* _Problem details_
Each entry is to be transcribed exactly, with nothing added or dropped.

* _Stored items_
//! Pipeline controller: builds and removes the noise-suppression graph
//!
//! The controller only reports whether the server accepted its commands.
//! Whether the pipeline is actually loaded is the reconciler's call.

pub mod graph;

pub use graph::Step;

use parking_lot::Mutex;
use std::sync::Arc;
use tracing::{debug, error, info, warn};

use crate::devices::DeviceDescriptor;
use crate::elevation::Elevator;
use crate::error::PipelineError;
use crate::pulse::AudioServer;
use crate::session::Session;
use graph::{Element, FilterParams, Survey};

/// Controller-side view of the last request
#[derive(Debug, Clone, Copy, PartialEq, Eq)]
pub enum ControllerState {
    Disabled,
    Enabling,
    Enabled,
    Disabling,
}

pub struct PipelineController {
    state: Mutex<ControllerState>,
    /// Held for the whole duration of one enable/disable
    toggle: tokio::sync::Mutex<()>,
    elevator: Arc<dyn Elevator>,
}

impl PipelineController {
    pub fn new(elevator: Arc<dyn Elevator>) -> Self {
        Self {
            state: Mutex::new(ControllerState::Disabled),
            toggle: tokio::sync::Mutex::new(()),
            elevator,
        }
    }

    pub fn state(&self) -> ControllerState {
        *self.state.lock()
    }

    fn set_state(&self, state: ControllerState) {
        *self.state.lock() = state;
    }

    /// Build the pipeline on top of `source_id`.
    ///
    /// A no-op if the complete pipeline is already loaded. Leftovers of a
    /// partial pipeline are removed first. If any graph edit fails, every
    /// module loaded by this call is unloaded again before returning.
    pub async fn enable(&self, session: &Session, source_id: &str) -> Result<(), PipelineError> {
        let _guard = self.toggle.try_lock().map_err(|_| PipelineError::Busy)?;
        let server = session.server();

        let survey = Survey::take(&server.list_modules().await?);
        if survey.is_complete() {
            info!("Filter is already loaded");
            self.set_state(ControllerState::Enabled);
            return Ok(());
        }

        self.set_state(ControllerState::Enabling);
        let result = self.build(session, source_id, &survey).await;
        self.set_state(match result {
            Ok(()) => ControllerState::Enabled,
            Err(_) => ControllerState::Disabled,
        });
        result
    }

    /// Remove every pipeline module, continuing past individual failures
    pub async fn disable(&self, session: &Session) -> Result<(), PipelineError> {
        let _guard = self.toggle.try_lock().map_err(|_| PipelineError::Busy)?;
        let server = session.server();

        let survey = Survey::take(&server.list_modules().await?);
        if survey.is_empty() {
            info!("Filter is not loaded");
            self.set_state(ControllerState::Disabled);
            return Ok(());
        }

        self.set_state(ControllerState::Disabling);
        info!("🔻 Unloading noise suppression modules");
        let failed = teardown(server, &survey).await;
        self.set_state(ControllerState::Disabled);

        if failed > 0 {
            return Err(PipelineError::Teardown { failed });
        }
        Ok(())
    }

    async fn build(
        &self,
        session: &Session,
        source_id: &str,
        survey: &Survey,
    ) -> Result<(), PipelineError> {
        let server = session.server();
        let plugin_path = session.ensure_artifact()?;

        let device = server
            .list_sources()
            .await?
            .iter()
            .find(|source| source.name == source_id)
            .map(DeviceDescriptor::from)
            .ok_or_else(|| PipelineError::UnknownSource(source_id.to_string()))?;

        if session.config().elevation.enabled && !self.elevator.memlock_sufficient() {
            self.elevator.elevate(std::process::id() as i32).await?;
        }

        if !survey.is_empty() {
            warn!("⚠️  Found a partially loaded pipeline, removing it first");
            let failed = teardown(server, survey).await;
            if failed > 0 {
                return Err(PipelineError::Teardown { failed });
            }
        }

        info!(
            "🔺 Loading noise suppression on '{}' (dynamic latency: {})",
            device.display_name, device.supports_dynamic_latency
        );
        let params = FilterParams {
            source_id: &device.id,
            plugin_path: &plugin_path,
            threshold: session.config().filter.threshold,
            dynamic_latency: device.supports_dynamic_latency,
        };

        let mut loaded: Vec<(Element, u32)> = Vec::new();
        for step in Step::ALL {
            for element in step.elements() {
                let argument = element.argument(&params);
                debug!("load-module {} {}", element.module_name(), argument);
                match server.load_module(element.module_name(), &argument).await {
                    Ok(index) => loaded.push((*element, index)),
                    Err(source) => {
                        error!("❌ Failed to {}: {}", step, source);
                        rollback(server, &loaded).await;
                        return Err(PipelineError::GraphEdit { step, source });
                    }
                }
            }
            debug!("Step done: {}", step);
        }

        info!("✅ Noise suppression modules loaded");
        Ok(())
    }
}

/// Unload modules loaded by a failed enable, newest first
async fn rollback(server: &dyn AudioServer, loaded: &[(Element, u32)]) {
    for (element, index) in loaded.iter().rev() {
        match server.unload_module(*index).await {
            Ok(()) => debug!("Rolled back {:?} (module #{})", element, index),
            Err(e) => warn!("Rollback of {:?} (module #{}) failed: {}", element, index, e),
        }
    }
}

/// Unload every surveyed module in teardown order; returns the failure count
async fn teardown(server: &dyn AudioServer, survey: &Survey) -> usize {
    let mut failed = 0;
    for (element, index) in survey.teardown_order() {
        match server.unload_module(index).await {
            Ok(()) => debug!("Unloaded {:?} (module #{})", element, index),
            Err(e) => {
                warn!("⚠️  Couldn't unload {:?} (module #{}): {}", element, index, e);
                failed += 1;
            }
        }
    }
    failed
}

* _Solved exercise_
//! Pipeline controller: builds and removes the noise-suppression graph
//!
//! The controller only reports whether the server accepted its commands.
//! Whether the pipeline is actually loaded is the reconciler's call.

pub mod graph;

pub use graph::Step;

use parking_lot::Mutex;
use std::sync::Arc;
use tracing::{debug, error, info, warn};

use crate::devices::DeviceDescriptor;
use crate::elevation::Elevator;
use crate::error::PipelineError;
use crate::pulse::AudioServer;
use crate::session::Session;
use graph::{Element, FilterParams, Survey};

/// Controller-side view of the last request
#[derive(Debug, Clone, Copy, PartialEq, Eq)]
pub enum ControllerState {
    Disabled,
    Enabling,
    Enabled,
    Disabling,
}

pub struct PipelineController {
    state: Mutex<ControllerState>,
    /// Held for the whole duration of one enable/disable
    toggle: tokio::sync::Mutex<()>,
    elevator: Arc<dyn Elevator>,
}

impl PipelineController {
    pub fn new(elevator: Arc<dyn Elevator>) -> Self {
        Self {
            state: Mutex::new(ControllerState::Disabled),
            toggle: tokio::sync::Mutex::new(()),
            elevator,
        }
    }

    pub fn state(&self) -> ControllerState {
        *self.state.lock()
    }

    fn set_state(&self, state: ControllerState) {
        *self.state.lock() = state;
    }

    /// Build the pipeline on top of `source_id`.
    ///
    /// A no-op if the complete pipeline is already loaded. Leftovers of a
    /// partial pipeline are removed first. If any graph edit fails, every
    /// module loaded by this call is unloaded again before returning.
    pub async fn enable(&self, session: &Session, source_id: &str) -> Result<(), PipelineError> {
        let _guard = self.toggle.try_lock().map_err(|_| PipelineError::Busy)?;
        let server = session.server();

        let survey = Survey::take(&server.list_modules().await?);
        if survey.is_complete() {
            info!("Filter is already loaded");
            self.set_state(ControllerState::Enabled);
            return Ok(());
        }

        self.set_state(ControllerState::Enabling);
        let result = self.build(session, source_id, &survey).await;
        self.set_state(match result {
            Ok(()) => ControllerState::Enabled,
            Err(_) => ControllerState::Disabled,
        });
        result
    }

    /// Remove every pipeline module, continuing past individual failures
    pub async fn disable(&self, session: &Session) -> Result<(), PipelineError> {
        let _guard = self.toggle.try_lock().map_err(|_| PipelineError::Busy)?;
        let server = session.server();

        let survey = Survey::take(&server.list_modules().await?);
        if survey.is_empty() {
            info!("Filter is not loaded");
            self.set_state(ControllerState::Disabled);
            return Ok(());
        }

        self.set_state(ControllerState::Disabling);
        info!("🔻 Unloading noise suppression modules");
        let failed = teardown(server, &survey).await;
        self.set_state(ControllerState::Disabled);

        if failed > 0 {
            return Err(PipelineError::Teardown { failed });
        }
        Ok(())
    }

    async fn build(
        &self,
        session: &Session,
        source_id: &str,
        survey: &Survey,
    ) -> Result<(), PipelineError> {
        let server = session.server();
        let plugin_path = session.ensure_artifact()?;

        let device = server
            .list_sources()
            .await?
            .iter()
            .find(|source| source.name == source_id)
            .map(DeviceDescriptor::from)
            .ok_or_else(|| PipelineError::UnknownSource(source_id.to_string()))?;

        if session.config().elevation.enabled && !self.elevator.memlock_sufficient() {
            self.elevator.elevate(std::process::id() as i32).await?;
        }

        if !survey.is_empty() {
            warn!("⚠️  Found a partially loaded pipeline, removing it first");
            let failed = teardown(server, survey).await;
            if failed > 0 {
                return Err(PipelineError::Teardown { failed });
            }
        }

        info!(
            "🔺 Loading noise suppression on '{}' (dynamic latency: {})",
            device.display_name, device.supports_dynamic_latency
        );
        let params = FilterParams {
            source_id: &device.id,
            plugin_path: &plugin_path,
            threshold: session.config().filter.threshold,
            dynamic_latency: device.supports_dynamic_latency,
        };

        let mut loaded: Vec<(Element, u32)> = Vec::new();
        for step in Step::ALL {
            for element in step.elements() {
                let argument = element.argument(&params);
                debug!("load-module {} {}", element.module_name(), argument);
                match server.load_module(element.module_name(), &argument).await {
                    Ok(index) => loaded.push((*element, index)),
                    Err(source) => {
                        error!("❌ Failed to {}: {}", step, source);
                        rollback(server, &loaded).await;
                        return Err(PipelineError::GraphEdit { step, source });
                    }
                }
            }
            debug!("Step done: {}", step);
        }

        info!("✅ Noise suppression modules loaded");
        Ok(())
    }
}

/// Unload modules loaded by a failed enable, newest first
async fn rollback(server: &dyn AudioServer, loaded: &[(Element, u32)]) {
    for (element, index) in loaded.iter().rev() {
        match server.unload_module(*index).await {
            Ok(()) => debug!("Rolled back {:?} (module #{})", element, index),
            Err(e) => warn!("Rollback of {:?} (module #{}) failed: {}", element, index, e),
        }
    }
}

/// Unload every surveyed module in teardown order; returns the failure count
async fn teardown(server: &dyn AudioServer, survey: &Survey) -> usize {
    let mut failed = 0;
    for (element, index) in survey.teardown_order() {
        match server.unload_module(index).await {
            Ok(()) => debug!("Unloaded {:?} (module #{})", element, index),
            Err(e) => {
                warn!("⚠️  Couldn't unload {:?} (module #{}): {}", element, index, e);
                failed += 1;
            }
        }
    }
    failed
}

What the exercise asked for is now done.